The New York State Tourism Industry Association awarded Mower with its first New Yorker Award in 2022 in recognition of the agency's development of the Roam the Empire campaign to aid tourism businesses in their recovery from the pandemic. The Diversity Action Alliance selected Mower's work for One Hundred Black Men of New York as the 2022 Best DEI Advocacy Campaign. Mower also earned both a Gold and Silver Adrian Award for its work in travel and tourism marketing during the 2020 Hospitality Sales & Marketing Association International (HSMAI) Adrian Awards.

Mower was ranked 14th in City & State's New York Political PR Power 50. The ranking lists the top strategic communications professionals in New York politics and policy. CenterState CEO named Mower a 2023 Business of the Year. The Rochester Business Journal named the agency a 2023 Elevating Women honoree.

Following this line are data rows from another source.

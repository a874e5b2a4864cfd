use serde::{Deserialize, Serialize};

/// Broker connection settings, persisted as part of the dashboard
/// config file. Credentials are the shared broker account; the operator
/// username only shapes the topic namespace, not authentication.
#[derive(Debug, Clone, PartialEq, Serialize, Deserialize)]
pub struct MqttConfig {
    pub host: String,
    pub port: u16,
    pub user: String,
    pub password: String,
    /// Organisation segment of the topic base (`student/<org>/<user>`).
    pub org: String,
    pub keep_alive_secs: u64,
    pub connect_timeout_secs: u64,
}

impl Default for MqttConfig {
    fn default() -> Self {
        MqttConfig {
            host: "localhost".to_string(),
            port: 1883,
            user: String::new(),
            password: String::new(),
            org: "CASA0014".to_string(),
            keep_alive_secs: 60,
            connect_timeout_secs: 10,
        }
    }
}
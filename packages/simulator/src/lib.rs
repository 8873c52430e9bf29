//! Load simulator for BigBlueButton-style conferencing servers.
//!
//! Joins many simulated participants to one meeting, keeps their GraphQL
//! WebSocket connections alive and tears them all down on demand.

// layers
pub mod domain;
pub mod usecase;

// adapters
pub mod connection;
pub mod handshake;
pub mod resolver;
pub mod transport;

pub mod error;
pub mod report;
pub mod runner;
pub mod signal;
//! Exactly-once guard for the join confirmation.

use std::sync::atomic::{AtomicBool, Ordering};

/// State of a connection's join sequence
#[derive(Debug, Clone, Copy, PartialEq, Eq)]
pub enum JoinState {
    /// No auth token has been consumed yet
    AwaitingToken,
    /// An auth token was consumed and the join mutation was issued
    Confirmed,
}

/// Two-state machine `AwaitingToken -> Confirmed`.
///
/// The transition happens at most once per gate and is never reversed, even
/// when the join mutation that follows it fails.
#[derive(Debug, Default)]
pub struct JoinGate {
    confirmed: AtomicBool,
}

impl JoinGate {
    pub fn new() -> Self {
        Self::default()
    }

    /// Attempt the `AwaitingToken -> Confirmed` transition.
    ///
    /// # Returns
    ///
    /// `true` only for the single caller that performed the transition
    pub fn try_confirm(&self) -> bool {
        self.confirmed
            .compare_exchange(false, true, Ordering::AcqRel, Ordering::Acquire)
            .is_ok()
    }

    pub fn state(&self) -> JoinState {
        if self.confirmed.load(Ordering::Acquire) {
            JoinState::Confirmed
        } else {
            JoinState::AwaitingToken
        }
    }
}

In recognition of his contributions to the industry, Eric Mower was inducted into the Association of National Advertisers Business-to-Business Marketing Hall of Fame in 2019 at the Masters of B2B Marketing Conference in Chicago. In 2022, the Business Council of New York State awarded him the Corning Award for Excellence in business leadership and corporate responsibility.